### Task prompt
The answer should be each line from the entries below that has the word "filename" in it.

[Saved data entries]
*** Block opens ***

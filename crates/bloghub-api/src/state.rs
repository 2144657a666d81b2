//! Application state shared across all handlers and middleware.

use std::sync::Arc;

use sqlx::PgPool;

use bloghub_core::config::AppConfig;
use bloghub_database::repositories::blog::BlogRepository;
use bloghub_database::repositories::post::PostRepository;
use bloghub_database::repositories::tag::TagRepository;
use bloghub_service::blog::BlogService;
use bloghub_service::post::PostService;
use bloghub_service::tag::TagService;

/// Application state containing all shared dependencies.
///
/// Passed to every Axum handler via `State<AppState>`.
/// All fields are `Arc`-wrapped for cheap cloning across tasks.
#[derive(Debug, Clone)]
pub struct AppState {
    /// Application configuration
    pub config: Arc<AppConfig>,
    /// PostgreSQL connection pool
    pub db_pool: PgPool,

    /// Blog repository
    pub blog_repo: Arc<BlogRepository>,
    /// Post repository
    pub post_repo: Arc<PostRepository>,
    /// Tag repository
    pub tag_repo: Arc<TagRepository>,

    /// Blog service
    pub blog_service: Arc<BlogService>,
    /// Post service
    pub post_service: Arc<PostService>,
    /// Tag service
    pub tag_service: Arc<TagService>,
}

impl AppState {
    /// Wire repositories and services on top of a connection pool.
    pub fn new(config: AppConfig, db_pool: PgPool) -> Self {
        let blog_repo = Arc::new(BlogRepository::new(db_pool.clone()));
        let post_repo = Arc::new(PostRepository::new(db_pool.clone()));
        let tag_repo = Arc::new(TagRepository::new(db_pool.clone()));

        let blog_service = Arc::new(BlogService::new(Arc::clone(&blog_repo)));
        let post_service = Arc::new(PostService::new(Arc::clone(&post_repo)));
        let tag_service = Arc::new(TagService::new(Arc::clone(&tag_repo)));

        Self {
            config: Arc::new(config),
            db_pool,
            blog_repo,
            post_repo,
            tag_repo,
            blog_service,
            post_service,
            tag_service,
        }
    }
}
//! Blog CRUD operations and owner queries.

use std::sync::Arc;

use serde::{Deserialize, Serialize};
use tracing::info;

use bloghub_core::error::AppError;
use bloghub_core::result::AppResult;
use bloghub_core::traits::Repository;
use bloghub_core::types::pagination::{PageRequest, PageResponse};
use bloghub_core::types::sorting::SortField;
use bloghub_database::repositories::blog::BlogRepository;
use bloghub_entity::blog::{Blog, BlogPatch, BlogWithPosts, NewBlog};

/// Incoming blog payload for create and replace operations.
///
/// Every field is optional at the wire level; required-field and
/// identity-state rules are enforced here, before any storage mutation.
#[derive(Debug, Clone, Default, Serialize, Deserialize)]
pub struct BlogPayload {
    /// Entity identity. Must be absent on create and match the path on replace.
    pub id: Option<i64>,
    /// Display name.
    pub name: Option<String>,
    /// URL handle.
    pub handle: Option<String>,
    /// Owning user ID.
    pub user_id: Option<i64>,
}

/// Manages blog CRUD operations.
#[derive(Debug, Clone)]
pub struct BlogService {
    /// Blog repository.
    blog_repo: Arc<BlogRepository>,
}

impl BlogService {
    /// Create a new blog service.
    pub fn new(blog_repo: Arc<BlogRepository>) -> Self {
        Self { blog_repo }
    }

    /// Get a blog by ID with its posts hydrated.
    pub async fn get_blog(&self, id: i64) -> AppResult<BlogWithPosts> {
        self.blog_repo
            .find_by_id_with_posts(id)
            .await?
            .ok_or_else(|| AppError::not_found(format!("Blog {id} not found")))
    }

    /// List blogs without association hydration.
    pub async fn list_blogs(
        &self,
        page: &PageRequest,
        sort: Option<&SortField>,
    ) -> AppResult<PageResponse<Blog>> {
        self.blog_repo.find_all(page, sort).await
    }

    /// List blogs with their posts hydrated (batched follow-up query).
    pub async fn list_blogs_eager(
        &self,
        page: &PageRequest,
        sort: Option<&SortField>,
    ) -> AppResult<PageResponse<BlogWithPosts>> {
        self.blog_repo.find_page_with_posts(page, sort).await
    }

    /// List blogs owned by a user.
    pub async fn blogs_by_user(&self, user_id: i64) -> AppResult<Vec<Blog>> {
        self.blog_repo.find_by_user(user_id).await
    }

    /// List blogs without an owner.
    pub async fn orphan_blogs(&self) -> AppResult<Vec<Blog>> {
        self.blog_repo.find_all_where_user_is_null().await
    }

    /// Create a new blog. The payload must not carry an identity.
    pub async fn create_blog(&self, payload: BlogPayload) -> AppResult<Blog> {
        let data = validate_create(&payload)?;
        let blog = self.blog_repo.create(&data).await?;

        info!(blog_id = blog.id, handle = %blog.handle, "Blog created");
        Ok(blog)
    }

    /// Replace every field of an existing blog.
    pub async fn replace_blog(&self, id: i64, payload: BlogPayload) -> AppResult<Blog> {
        require_matching_id(id, payload.id)?;
        let data = validate_create(&BlogPayload {
            id: None,
            ..payload
        })?;

        // Reject before writing when the row does not exist.
        self.blog_repo
            .find_by_id(id)
            .await?
            .ok_or_else(|| AppError::not_found(format!("Blog {id} not found")))?;

        let blog = self
            .blog_repo
            .update(&Blog {
                id,
                name: data.name,
                handle: data.handle,
                user_id: data.user_id,
            })
            .await?;

        info!(blog_id = id, "Blog replaced");
        Ok(blog)
    }

    /// Merge-patch a blog: only supplied fields overwrite stored values.
    pub async fn patch_blog(
        &self,
        id: i64,
        body_id: Option<i64>,
        patch: BlogPatch,
    ) -> AppResult<Blog> {
        require_matching_id(id, body_id)?;
        validate_patch(&patch)?;

        let existing = self
            .blog_repo
            .find_by_id(id)
            .await?
            .ok_or_else(|| AppError::not_found(format!("Blog {id} not found")))?;

        let merged = patch.apply(existing);
        let blog = self.blog_repo.update(&merged).await?;

        info!(blog_id = id, "Blog patched");
        Ok(blog)
    }

    /// Delete a blog. Idempotent in effect: deleting a missing row is not
    /// an error. Posts keep existing with a nulled blog reference.
    pub async fn delete_blog(&self, id: i64) -> AppResult<()> {
        let deleted = self.blog_repo.delete(id).await?;
        if deleted {
            info!(blog_id = id, "Blog deleted");
        }
        Ok(())
    }
}

/// Identity rule shared by replace and patch: a body id, when present,
/// must match the path id.
fn require_matching_id(path_id: i64, body_id: Option<i64>) -> AppResult<()> {
    match body_id {
        Some(body_id) if body_id != path_id => Err(AppError::validation(format!(
            "Body id {body_id} does not match path id {path_id}"
        ))),
        _ => Ok(()),
    }
}

/// Validate a blog payload for persistence, producing the insert data.
fn validate_create(payload: &BlogPayload) -> AppResult<NewBlog> {
    if payload.id.is_some() {
        return Err(AppError::validation(
            "A new blog cannot already have an id",
        ));
    }
    let name = payload
        .name
        .as_deref()
        .map(str::trim)
        .filter(|n| !n.is_empty())
        .ok_or_else(|| AppError::validation("Blog name is required"))?;
    if name.len() < 3 {
        return Err(AppError::validation(
            "Blog name must be at least 3 characters",
        ));
    }
    let handle = payload
        .handle
        .as_deref()
        .map(str::trim)
        .filter(|h| !h.is_empty())
        .ok_or_else(|| AppError::validation("Blog handle is required"))?;
    if handle.len() < 2 {
        return Err(AppError::validation(
            "Blog handle must be at least 2 characters",
        ));
    }

    Ok(NewBlog {
        name: name.to_string(),
        handle: handle.to_string(),
        user_id: payload.user_id,
    })
}

/// Validate the supplied fields of a blog patch.
fn validate_patch(patch: &BlogPatch) -> AppResult<()> {
    if let Some(name) = &patch.name {
        if name.trim().len() < 3 {
            return Err(AppError::validation(
                "Blog name must be at least 3 characters",
            ));
        }
    }
    if let Some(handle) = &patch.handle {
        if handle.trim().len() < 2 {
            return Err(AppError::validation(
                "Blog handle must be at least 2 characters",
            ));
        }
    }
    Ok(())
}
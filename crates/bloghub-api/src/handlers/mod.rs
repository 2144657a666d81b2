//! HTTP request handlers, organized by entity.

pub mod blog;
pub mod health;
pub mod post;
pub mod tag;
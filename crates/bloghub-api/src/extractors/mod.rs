//! Query parameter extractors.

pub mod pagination;

pub use pagination::ListParams;
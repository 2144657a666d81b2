//! Database migration runner.

use sqlx::PgPool;
use tracing::info;

use bloghub_core::error::{AppError, ErrorKind};

/// Run all pending database migrations.
pub async fn run_migrations(pool: &PgPool) -> Result<(), AppError> {
    info!("Running database migrations...");

    sqlx::migrate!("../../migrations")
        .run(pool)
        .await
        .map_err(|e| {
            AppError::with_source(
                ErrorKind::Database,
                format!("Failed to run migrations: {e}"),
                e,
            )
        })?;

    info!("Database migrations completed successfully");
    Ok(())
}
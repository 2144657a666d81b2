//! Blog services.

pub mod service;

pub use service::{BlogPayload, BlogService};
//! Tag entity model.

use serde::{Deserialize, Serialize};
use sqlx::FromRow;

/// A tag referenced by zero or more posts.
#[derive(Debug, Clone, PartialEq, Serialize, Deserialize, FromRow)]
pub struct Tag {
    /// Unique tag identifier, assigned at creation.
    pub id: i64,
    /// Tag name.
    pub name: String,
}

/// Data required to create a new tag.
#[derive(Debug, Clone, Serialize, Deserialize)]
pub struct NewTag {
    /// Tag name.
    pub name: String,
}

/// Partial update for a tag.
#[derive(Debug, Clone, Default, Serialize, Deserialize)]
pub struct TagPatch {
    /// New tag name.
    pub name: Option<String>,
}

impl TagPatch {
    /// Merge this patch into an existing tag. Pure function.
    pub fn apply(&self, mut tag: Tag) -> Tag {
        if let Some(name) = &self.name {
            tag.name = name.clone();
        }
        tag
    }

    /// Whether the patch carries no changes.
    pub fn is_empty(&self) -> bool {
        self.name.is_none()
    }
}
//! # bloghub-service
//!
//! Business logic services for BlogHub. Each entity gets a service that
//! enforces the identity-state rules (create requires an absent id, replace
//! and patch require a present, matching id), validates required fields
//! before any storage mutation, and orchestrates the repositories.

pub mod blog;
pub mod post;
pub mod tag;

pub use blog::service::BlogService;
pub use post::service::PostService;
pub use tag::service::TagService;
//! Repository implementations for all BlogHub entities.

pub mod blog;
pub mod post;
pub mod tag;

pub use blog::BlogRepository;
pub use post::PostRepository;
pub use tag::TagRepository;

use bloghub_core::error::AppError;
use bloghub_core::result::AppResult;
use bloghub_core::types::sorting::SortField;

/// Build a validated `ORDER BY` clause from an optional sort specification.
///
/// The column name is checked against the per-entity whitelist before being
/// interpolated into SQL. Every clause ends with an ascending `id` tie-break
/// so that repeated page reads on unchanged data are deterministic.
pub(crate) fn order_clause(sort: Option<&SortField>, allowed: &[&str]) -> AppResult<String> {
    match sort {
        None => Ok("id ASC".to_string()),
        Some(sort) => {
            if !allowed.contains(&sort.field.as_str()) {
                return Err(AppError::invalid_argument(format!(
                    "Cannot sort by '{}'; allowed fields: {}",
                    sort.field,
                    allowed.join(", ")
                )));
            }
            if sort.field == "id" {
                Ok(format!("id {}", sort.direction.as_sql()))
            } else {
                Ok(format!(
                    "{} {}, id ASC",
                    sort.field,
                    sort.direction.as_sql()
                ))
            }
        }
    }
}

*** Block closes ***

### Problem solution
filename crates/bloghub-api/src/state.rs
filename crates/bloghub-api/src/handlers/mod.rs
filename crates/bloghub-api/src/extractors/mod.rs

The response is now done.